### Goal of the exercise
Please report every line in the entries that contains the string "bool".

[Saved entries]
use crate::error::Result;
use async_trait::async_trait;

/// Minimal key-value persistence used by the credential store.
#[async_trait]
pub trait KeyValueStore: Send + Sync {
    async fn get(&self, key: &str) -> Result<Option<String>>;

    async fn set(&self, key: &str, value: &str) -> Result<()>;

    async fn remove(&self, key: &str) -> Result<()>;

    fn backend_name(&self) -> &'static str;
}
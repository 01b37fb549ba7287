//! Pure request construction, one function per operation.

use crate::{
    config::ModelSet,
    models::{
        AspectRatio, GenerationConfig, ImagePayload, ImageSize, Operation, Part, RequestEnvelope,
    },
};

/// Upper bound on the thinking tokens requested for extended analysis.
pub const THINKING_BUDGET: u32 = 32768;

#[derive(Debug, Clone, PartialEq, Eq)]
pub struct BuiltRequest {
    pub operation: Operation,
    pub model: String,
    pub envelope: RequestEnvelope,
}

pub fn texture_swap_prompt(instruction: &str) -> String {
    format!(
        "You are an expert image editor.\n\
         Image 1 is the TARGET environment/object.\n\
         Image 2 is the REFERENCE texture/material.\n\
         \n\
         User Request: {}\n\
         \n\
         Instruction: Edit Image 1 by applying the material/texture characteristics from Image 2 \
         to the specified object in Image 1.\n\
         Maintain the lighting and perspective of Image 1 as much as possible, but replace the \
         surface material.\n\
         Return ONLY the edited image.",
        instruction
    )
}

/// Target image, reference image, then the templated instruction. The template
/// refers to the images by position, so this order must not change.
pub fn build_texture_swap(
    models: &ModelSet,
    target: &ImagePayload,
    reference: &ImagePayload,
    instruction: &str,
) -> BuiltRequest {
    BuiltRequest {
        operation: Operation::TextureSwap,
        model: models.texture.clone(),
        envelope: RequestEnvelope::new(vec![
            Part::image(target),
            Part::image(reference),
            Part::text(texture_swap_prompt(instruction)),
        ]),
    }
}

pub fn build_generate(
    models: &ModelSet,
    prompt: &str,
    aspect_ratio: AspectRatio,
    image_size: ImageSize,
) -> BuiltRequest {
    BuiltRequest {
        operation: Operation::Generate,
        model: models.generation.clone(),
        envelope: RequestEnvelope::new(vec![Part::text(prompt)]).with_config(
            GenerationConfig::Image {
                aspect_ratio,
                image_size,
            },
        ),
    }
}

pub fn build_analyze(
    models: &ModelSet,
    image: &ImagePayload,
    prompt: &str,
    extended_reasoning: bool,
) -> BuiltRequest {
    let config = if extended_reasoning {
        GenerationConfig::Thinking {
            budget: THINKING_BUDGET,
        }
    } else {
        GenerationConfig::None
    };

    BuiltRequest {
        operation: Operation::Analyze,
        model: models.analysis.clone(),
        envelope: RequestEnvelope::new(vec![Part::image(image), Part::text(prompt)])
            .with_config(config),
    }
}
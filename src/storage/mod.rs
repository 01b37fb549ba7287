pub mod env;
pub mod file;
pub mod memory;
pub mod traits;

use crate::{
    config::{CredentialBackend, StudioConfig},
    error::Result,
    models::Credential,
};
use std::sync::Arc;

pub use env::EnvStore;
pub use file::FileStore;
pub use memory::MemoryStore;
pub use traits::KeyValueStore;

/// Fixed key the credential is stored under.
pub const CREDENTIAL_KEY: &str = "storm_ai_api_key";

/// Holds the single API credential. Every call goes straight to the backend.
#[derive(Clone)]
pub struct CredentialStore {
    backend: Arc<dyn KeyValueStore>,
}

impl CredentialStore {
    pub fn new(backend: Arc<dyn KeyValueStore>) -> Self {
        Self { backend }
    }

    pub fn in_memory() -> Self {
        Self::new(Arc::new(MemoryStore::new()))
    }

    pub fn from_config(config: &StudioConfig) -> Self {
        let backend: Arc<dyn KeyValueStore> = match config.credential_backend {
            CredentialBackend::Memory => Arc::new(MemoryStore::new()),
            CredentialBackend::File => Arc::new(FileStore::new(config.credential_file.clone())),
            CredentialBackend::Env => Arc::new(EnvStore::new(config.credential_env.clone())),
        };
        log::debug!("Credential store backend: {}", backend.backend_name());
        Self { backend }
    }

    pub fn backend(&self) -> &Arc<dyn KeyValueStore> {
        &self.backend
    }

    pub async fn get(&self) -> Result<Option<Credential>> {
        Ok(self.backend.get(CREDENTIAL_KEY).await?.map(Credential::new))
    }

    /// Overwrites any stored value. Rejecting blank input is the caller's job.
    pub async fn set(&self, value: &str) -> Result<()> {
        self.backend.set(CREDENTIAL_KEY, value).await
    }

    pub async fn remove(&self) -> Result<()> {
        self.backend.remove(CREDENTIAL_KEY).await
    }

    pub async fn has_credential(&self) -> Result<bool> {
        Ok(self
            .get()
            .await?
            .map_or(false, |credential| !credential.expose().is_empty()))
    }
}

#[cfg(test)]
mod tests {
    use super::*;

    #[tokio::test]
    async fn test_round_trip() {
        let store = CredentialStore::in_memory();
        assert!(store.get().await.unwrap().is_none());

        store.set("k1").await.unwrap();
        assert_eq!(store.get().await.unwrap(), Some(Credential::new("k1")));

        store.remove().await.unwrap();
        assert!(store.get().await.unwrap().is_none());
    }

    #[tokio::test]
    async fn test_clones_share_backend() {
        let store = CredentialStore::in_memory();
        let reader = store.clone();
        store.set("k2").await.unwrap();
        assert!(reader.has_credential().await.unwrap());
        store.remove().await.unwrap();
        assert!(!reader.has_credential().await.unwrap());
    }

    #[tokio::test]
    async fn test_uses_fixed_key() {
        let backend = Arc::new(MemoryStore::new());
        let store = CredentialStore::new(backend.clone());
        store.set("k3").await.unwrap();
        assert_eq!(backend.get(CREDENTIAL_KEY).await.unwrap().as_deref(), Some("k3"));
    }

    #[tokio::test]
    async fn test_from_config_file_backend() {
        let dir = tempfile::tempdir().unwrap();
        let config = StudioConfig::new().with_credential_file(dir.path().join("keys.json"));
        let store = CredentialStore::from_config(&config);
        assert_eq!(store.backend().backend_name(), "file");

        store.set("persisted").await.unwrap();
        let again = CredentialStore::from_config(&config);
        assert_eq!(again.get().await.unwrap(), Some(Credential::new("persisted")));
    }
}
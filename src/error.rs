use thiserror::Error;

#[derive(Debug, Error)]
pub enum StudioError {
    #[error("Missing required input: {0}")]
    MissingRequiredInput(String),
    #[error("No API key configured")]
    MissingCredential,
    #[error("Remote call failed: {0}")]
    RemoteCallFailure(String),
    #[error("No image returned: {0}")]
    NoImageReturned(String),
    #[error("Configuration error: {0}")]
    ConfigError(String),
    #[error("Storage error: {0}")]
    StorageError(String),
    #[error("Serialization error: {0}")]
    SerializationError(String),
    #[error("IO error: {0}")]
    IoError(String),
}

impl StudioError {
    pub fn is_missing_credential(&self) -> bool {
        matches!(self, StudioError::MissingCredential)
    }

    /// True for failures raised before any request left the process.
    pub fn is_local(&self) -> bool {
        matches!(
            self,
            StudioError::MissingRequiredInput(_) | StudioError::MissingCredential
        )
    }
}

impl From<std::io::Error> for StudioError {
    fn from(e: std::io::Error) -> Self {
        StudioError::IoError(e.to_string())
    }
}

pub type Result<T> = std::result::Result<T, StudioError>;

#[cfg(test)]
mod tests {
    use super::*;

    #[test]
    fn test_local_failures() {
        assert!(StudioError::MissingCredential.is_local());
        assert!(StudioError::MissingRequiredInput("prompt".into()).is_local());
        assert!(!StudioError::RemoteCallFailure("boom".into()).is_local());
        assert!(!StudioError::NoImageReturned("empty".into()).is_local());
    }

    #[test]
    fn test_display_keeps_cause() {
        let err = StudioError::RemoteCallFailure("HTTP 403: API key not valid".into());
        assert_eq!(err.to_string(), "Remote call failed: HTTP 403: API key not valid");
        assert!(StudioError::MissingCredential.is_missing_credential());
    }
}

### Task output
    extended_reasoning: bool,
    pub async fn has_credential(&self) -> Result<bool> {
    pub fn is_missing_credential(&self) -> bool {
    pub fn is_local(&self) -> bool {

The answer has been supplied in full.